Although endomyocardial biopsy has the highest sensitivity and specificity for detection of cardiac amyloidosis it is not capable for longitudinal evaluation in asymptomatic carriers. Non-invasive strategies are required to allow frequent testings with time intervals ranging between 6 and 24 months. ECG, echocardiography, cardiac magnetic resonance imaging, skeletal scintigraphy, and cardiac biomarkers are potential tools for assessment. In general, routine assessment should be based on ECG and echocardiography. Precise screening of ECG for any abnormalities including conduction disturbances, QRS or T-wave abnormalities is mandatory as abnormal findings are present in almost all patients with cardiac ATTR amyloidosis. Echocardiography assessment should include evaluation of diastolic function, longitudinal impairment, as well as speckle tracking. Cardiac MRI has become the gold standard for evaluation of cardiac morphology and function. Moreover, application of gadolinium allows characterization of the myocardium by a characteristic pattern of late gadolinium enhancement in cardiac amyloidosis. Despite high resolution images and excellent reproducibility, this technique is time consuming, cost intensive, and ultimately ira availability is limited to large centers. Recently, native cardiac T1 mapping has been reported to abnormal early during the clinical course.
Cardiac retention of bone tracers has been reported to be specific for detection of ATTR amyloid. However, the clinical use for early identification remains debatable. Finally, longitudinal assessment is limited due to radioactivity. Cardiac biomarkers, including brain-natriuretic peptides and troponin T are sensitive indicators of myocardial stress and injury and appear to be an easy and useful tools for work-up of carriers.
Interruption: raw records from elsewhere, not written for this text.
//! TOML configuration with environment overrides.
//!
//! Resolution order, later wins:
//!
//! 1. built-in defaults
//! 2. `config.toml` (explicit `--config` path, or the platform config dir)
//! 3. `VOXBRIDGE_HOST`, `VOXBRIDGE_PORT`, and the upstream key variable
//!    named by `upstream.api_key_env` (default `OPENAI_API_KEY`)

use anyhow::{Context, Result};
use schemars::JsonSchema;
use serde::{Deserialize, Serialize};
use std::path::{Path, PathBuf};
use std::time::Duration;

use crate::voice::direction::{build_system_prompt, Direction, DirectionProfile, DirectionTable};
use crate::voice::engine::EngineConfig;
use crate::voice::protocol::SessionSettings;
use crate::voice::transport::TransportConfig;

pub const ENV_HOST: &str = "VOXBRIDGE_HOST";
pub const ENV_PORT: &str = "VOXBRIDGE_PORT";

/// Realtime API temperature bounds.
const TEMPERATURE_RANGE: std::ops::RangeInclusive<f32> = 0.6..=1.2;

#[derive(Debug, Clone, PartialEq, Serialize, Deserialize, JsonSchema, Default)]
#[serde(default)]
pub struct Config {
    pub relay: RelayConfig,
    pub upstream: UpstreamConfig,
    pub session: SessionSettings,
    pub voices: VoicesConfig,
    pub prompts: PromptsConfig,
    pub client: ClientConfig,
}

/// `voxbridge serve` listener and admission.
#[derive(Debug, Clone, PartialEq, Serialize, Deserialize, JsonSchema)]
#[serde(default)]
pub struct RelayConfig {
    pub host: String,
    pub port: u16,
    /// Concurrent relay pairs; further `/ws` upgrades get 503.
    pub max_sessions: usize,
    /// Direction configured on each fresh upstream before any `set_direction`.
    pub initial_direction: Direction,
}

impl Default for RelayConfig {
    fn default() -> Self {
        Self {
            host: "127.0.0.1".into(),
            port: 8787,
            max_sessions: 32,
            initial_direction: Direction::EnToTh,
        }
    }
}

/// Hosted realtime model endpoint. The key never leaves the relay.
#[derive(Debug, Clone, PartialEq, Serialize, Deserialize, JsonSchema)]
#[serde(default)]
pub struct UpstreamConfig {
    pub url: String,
    pub model: String,
    /// Inline key. Prefer the environment variable.
    #[serde(skip_serializing_if = "Option::is_none")]
    pub api_key: Option<String>,
    /// Environment variable holding the key.
    pub api_key_env: String,
}

impl Default for UpstreamConfig {
    fn default() -> Self {
        Self {
            url: "wss://api.openai.com/v1/realtime".into(),
            model: "gpt-4o-realtime-preview".into(),
            api_key: None,
            api_key_env: "OPENAI_API_KEY".into(),
        }
    }
}

/// Default output voice per direction.
#[derive(Debug, Clone, PartialEq, Serialize, Deserialize, JsonSchema)]
#[serde(default)]
pub struct VoicesConfig {
    pub en_th: String,
    pub th_en: String,
}

impl Default for VoicesConfig {
    fn default() -> Self {
        Self {
            en_th: "shimmer".into(),
            th_en: "alloy".into(),
        }
    }
}

/// Optional replacements for the built-in interpreter prompts.
#[derive(Debug, Clone, PartialEq, Serialize, Deserialize, JsonSchema, Default)]
#[serde(default)]
pub struct PromptsConfig {
    #[serde(skip_serializing_if = "Option::is_none")]
    pub en_th: Option<String>,
    #[serde(skip_serializing_if = "Option::is_none")]
    pub th_en: Option<String>,
}

/// `voxbridge talk` client settings.
#[derive(Debug, Clone, PartialEq, Serialize, Deserialize, JsonSchema)]
#[serde(default)]
pub struct ClientConfig {
    pub relay_url: String,
    /// Pause after cancel/clear before reconfiguring the session.
    pub settle_delay_ms: u64,
    /// Capture chunk length.
    pub chunk_ms: u64,
    /// Buffering before the first batch of a response plays.
    pub prebuffer_ms: u64,
}

impl Default for ClientConfig {
    fn default() -> Self {
        Self {
            relay_url: "ws://127.0.0.1:8787/ws".into(),
            settle_delay_ms: 150,
            chunk_ms: 100,
            prebuffer_ms: 120,
        }
    }
}

impl Config {
    /// `<platform config dir>/voxbridge/config.toml`.
    pub fn default_path() -> Option<PathBuf> {
        directories::ProjectDirs::from("dev", "voxbridge", "voxbridge")
            .map(|dirs| dirs.config_dir().join("config.toml"))
    }

    /// Load, apply process environment overrides, validate.
    pub fn load(path: Option<&Path>) -> Result<Self> {
        Self::load_with_env(path, |key| std::env::var(key).ok())
    }

    /// [`Self::load`] with an injectable environment.
    pub fn load_with_env(path: Option<&Path>, env: impl Fn(&str) -> Option<String>) -> Result<Self> {
        let mut config = match path {
            Some(path) => Self::from_file(path)?,
            None => match Self::default_path() {
                Some(path) if path.exists() => Self::from_file(&path)?,
                _ => {
                    tracing::debug!("No config file found, using defaults");
                    Self::default()
                }
            },
        };
        config.apply_env_overrides(env)?;
        config.validate()?;
        Ok(config)
    }

    pub fn from_file(path: &Path) -> Result<Self> {
        let content = std::fs::read_to_string(path)
            .with_context(|| format!("Failed to read config file {}", path.display()))?;
        let config = Self::from_toml_str(&content)
            .with_context(|| format!("Failed to parse config file {}", path.display()))?;
        tracing::debug!(path = %path.display(), "Loaded config");
        Ok(config)
    }

    pub fn from_toml_str(content: &str) -> Result<Self> {
        Ok(toml::from_str(content)?)
    }

    pub fn apply_env_overrides(&mut self, env: impl Fn(&str) -> Option<String>) -> Result<()> {
        if let Some(host) = env(ENV_HOST).filter(|v| !v.trim().is_empty()) {
            self.relay.host = host.trim().to_string();
        }
        if let Some(port) = env(ENV_PORT).filter(|v| !v.trim().is_empty()) {
            self.relay.port = port
                .trim()
                .parse()
                .with_context(|| format!("{ENV_PORT} must be a port number, got {port:?}"))?;
        }
        if let Some(key) = env(&self.upstream.api_key_env).filter(|v| !v.trim().is_empty()) {
            self.upstream.api_key = Some(key.trim().to_string());
        }
        Ok(())
    }

    pub fn validate(&self) -> Result<()> {
        if self.relay.port == 0 {
            anyhow::bail!("relay.port must be non-zero");
        }
        if self.relay.max_sessions == 0 {
            anyhow::bail!("relay.max_sessions must be at least 1");
        }
        if self.upstream.url.trim().is_empty() || self.upstream.model.trim().is_empty() {
            anyhow::bail!("upstream.url and upstream.model must be set");
        }
        let threshold = self.session.turn_detection.threshold;
        if !(0.0..=1.0).contains(&threshold) {
            anyhow::bail!("session.turn_detection.threshold must be within 0.0..=1.0, got {threshold}");
        }
        let temperature = self.session.temperature;
        if !TEMPERATURE_RANGE.contains(&temperature) {
            anyhow::bail!("session.temperature must be within 0.6..=1.2, got {temperature}");
        }
        if self.voices.en_th.trim().is_empty() || self.voices.th_en.trim().is_empty() {
            anyhow::bail!("voices.en_th and voices.th_en must be set");
        }
        Ok(())
    }

    pub fn api_key(&self) -> Option<&str> {
        self.upstream.api_key.as_deref().filter(|k| !k.is_empty())
    }

    /// Handshake config for connecting to the model.
    pub fn upstream_transport(&self) -> Result<TransportConfig> {
        let key = self.api_key().with_context(|| {
            format!(
                "No upstream API key: set {} or upstream.api_key",
                self.upstream.api_key_env
            )
        })?;
        Ok(TransportConfig::direct(&self.upstream.url, &self.upstream.model, key))
    }

    /// Immutable prompt/voice table, built once and shared.
    pub fn direction_table(&self) -> DirectionTable {
        let profile = |direction: Direction, prompt: &Option<String>, voice: &str| DirectionProfile {
            instructions: prompt
                .clone()
                .unwrap_or_else(|| build_system_prompt(direction)),
            default_voice: voice.to_string(),
        };
        DirectionTable::new(
            profile(Direction::EnToTh, &self.prompts.en_th, &self.voices.en_th),
            profile(Direction::ThToEn, &self.prompts.th_en, &self.voices.th_en),
        )
    }

    pub fn engine_config(&self, initial_direction: Direction) -> EngineConfig {
        EngineConfig {
            initial_direction,
            settings: self.session.clone(),
            settle_delay: Duration::from_millis(self.client.settle_delay_ms),
            prebuffer: Duration::from_millis(self.client.prebuffer_ms),
        }
    }

    /// Copy safe to print: the inline key is masked.
    pub fn redacted(&self) -> Self {
        let mut copy = self.clone();
        if copy.upstream.api_key.is_some() {
            copy.upstream.api_key = Some("***".into());
        }
        copy
    }

    pub fn to_toml(&self) -> Result<String> {
        Ok(toml::to_string_pretty(self)?)
    }

    /// JSON schema of the config file.
    pub fn schema_json() -> Result<String> {
        let schema = schemars::schema_for!(Config);
        Ok(serde_json::to_string_pretty(&schema)?)
    }
}

#[cfg(test)]
mod tests {
    use super::*;
    use std::collections::HashMap;

    fn no_env(_: &str) -> Option<String> {
        None
    }

    fn env_of(pairs: &[(&str, &str)]) -> impl Fn(&str) -> Option<String> {
        let map: HashMap<String, String> = pairs
            .iter()
            .map(|(k, v)| ((*k).to_string(), (*v).to_string()))
            .collect();
        move |key| map.get(key).cloned()
    }

    #[test]
    fn defaults_are_valid() {
        let config = Config::default();
        assert_eq!(config.relay.port, 8787);
        assert_eq!(config.relay.initial_direction, Direction::EnToTh);
        assert_eq!(config.upstream.api_key_env, "OPENAI_API_KEY");
        assert_eq!(config.voices.en_th, "shimmer");
        assert_eq!(config.client.chunk_ms, 100);
        config.validate().unwrap();
    }

    #[test]
    fn partial_file_keeps_other_defaults() {
        let config = Config::from_toml_str(
            r#"
            [relay]
            port = 9000
            initial_direction = "B-A"

            [session.turn_detection]
            silence_duration_ms = 800

            [voices]
            th_en = "echo"
            "#,
        )
        .unwrap();

        assert_eq!(config.relay.port, 9000);
        assert_eq!(config.relay.host, "127.0.0.1");
        assert_eq!(config.relay.initial_direction, Direction::ThToEn);
        assert_eq!(config.session.turn_detection.silence_duration_ms, 800);
        assert_eq!(config.session.turn_detection.prefix_padding_ms, 300);
        assert_eq!(config.voices.th_en, "echo");
        assert_eq!(config.voices.en_th, "shimmer");
    }

    #[test]
    fn load_explicit_path() {
        let dir = tempfile::tempdir().unwrap();
        let path = dir.path().join("config.toml");
        std::fs::write(&path, "[relay]\nmax_sessions = 4\n").unwrap();

        let config = Config::load_with_env(Some(path.as_path()), no_env).unwrap();
        assert_eq!(config.relay.max_sessions, 4);
    }

    #[test]
    fn explicit_path_must_exist() {
        let dir = tempfile::tempdir().unwrap();
        let err = Config::load_with_env(Some(dir.path().join("missing.toml").as_path()), no_env).unwrap_err();
        assert!(err.to_string().contains("Failed to read config file"));
    }

    #[test]
    fn malformed_file_is_an_error() {
        let dir = tempfile::tempdir().unwrap();
        let path = dir.path().join("config.toml");
        std::fs::write(&path, "[relay\nport = ").unwrap();
        let err = Config::load_with_env(Some(path.as_path()), no_env).unwrap_err();
        assert!(err.to_string().contains("Failed to parse config file"));
    }

    #[test]
    fn env_overrides_host_port_and_key() {
        let mut config = Config::default();
        config
            .apply_env_overrides(env_of(&[
                (ENV_HOST, "0.0.0.0"),
                (ENV_PORT, " 9100 "),
                ("OPENAI_API_KEY", "sk-env"),
            ]))
            .unwrap();
        assert_eq!(config.relay.host, "0.0.0.0");
        assert_eq!(config.relay.port, 9100);
        assert_eq!(config.api_key(), Some("sk-env"));

        let mut config = Config::default();
        config.upstream.api_key_env = "MY_KEY".into();
        config
            .apply_env_overrides(env_of(&[("OPENAI_API_KEY", "ignored"), ("MY_KEY", "sk-mine")]))
            .unwrap();
        assert_eq!(config.api_key(), Some("sk-mine"));

        let mut config = Config::default();
        assert!(config
            .apply_env_overrides(env_of(&[(ENV_PORT, "http")]))
            .is_err());
    }

    #[test]
    fn validation_rejects_out_of_range_values() {
        let cases: Vec<(fn(&mut Config), &str)> = vec![
            (|c| c.relay.port = 0, "relay.port"),
            (|c| c.relay.max_sessions = 0, "max_sessions"),
            (|c| c.session.turn_detection.threshold = 1.5, "threshold"),
            (|c| c.session.temperature = 0.2, "temperature"),
            (|c| c.session.temperature = 1.3, "temperature"),
            (|c| c.voices.en_th = " ".into(), "voices"),
        ];
        for (mutate, needle) in cases {
            let mut config = Config::default();
            mutate(&mut config);
            let err = config.validate().unwrap_err().to_string();
            assert!(err.contains(needle), "{err} should mention {needle}");
        }
    }

    #[test]
    fn upstream_transport_requires_key() {
        let mut config = Config::default();
        let err = config.upstream_transport().unwrap_err();
        assert!(err.to_string().contains("OPENAI_API_KEY"));

        config.upstream.api_key = Some("sk-file".into());
        let transport = config.upstream_transport().unwrap();
        assert!(transport.url.ends_with("?model=gpt-4o-realtime-preview"));
    }

    #[test]
    fn direction_table_uses_prompt_overrides() {
        let mut config = Config::default();
        config.prompts.th_en = Some("Custom Thai to English prompt".into());
        config.voices.en_th = "coral".into();

        let table = config.direction_table();
        assert_eq!(table.instructions(Direction::ThToEn), "Custom Thai to English prompt");
        assert_eq!(
            table.instructions(Direction::EnToTh),
            build_system_prompt(Direction::EnToTh)
        );
        assert_eq!(table.default_voice(Direction::EnToTh), "coral");
    }

    #[test]
    fn redacted_masks_key_and_round_trips() {
        let mut config = Config::default();
        config.upstream.api_key = Some("sk-secret".into());
        let printed = config.redacted().to_toml().unwrap();
        assert!(!printed.contains("sk-secret"));

        let parsed = Config::from_toml_str(&Config::default().to_toml().unwrap()).unwrap();
        assert_eq!(parsed, Config::default());
    }

    #[test]
    fn schema_lists_sections() {
        let schema = Config::schema_json().unwrap();
        for section in ["relay", "upstream", "session", "voices", "prompts", "client"] {
            assert!(schema.contains(section), "schema missing {section}");
        }
    }

    #[test]
    fn engine_config_maps_client_section() {
        let config = Config::default();
        let engine = config.engine_config(Direction::ThToEn);
        assert_eq!(engine.initial_direction, Direction::ThToEn);
        assert_eq!(engine.settle_delay, Duration::from_millis(150));
        assert_eq!(engine.settings, config.session);
    }
}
Due to lack of potential treatment options to disrupt amyloid fibrils the main goal in carriers of transthyretin variants is to dectect manifest amyloid disease as early as possible. From the cardiological point of view carriers of TTR variants should routinely be assessed by ECG, echocardiography with speckle tracking, and cardiac biomarkers. If available cardiac MRI with mapping techniques appears to be of additional benefit.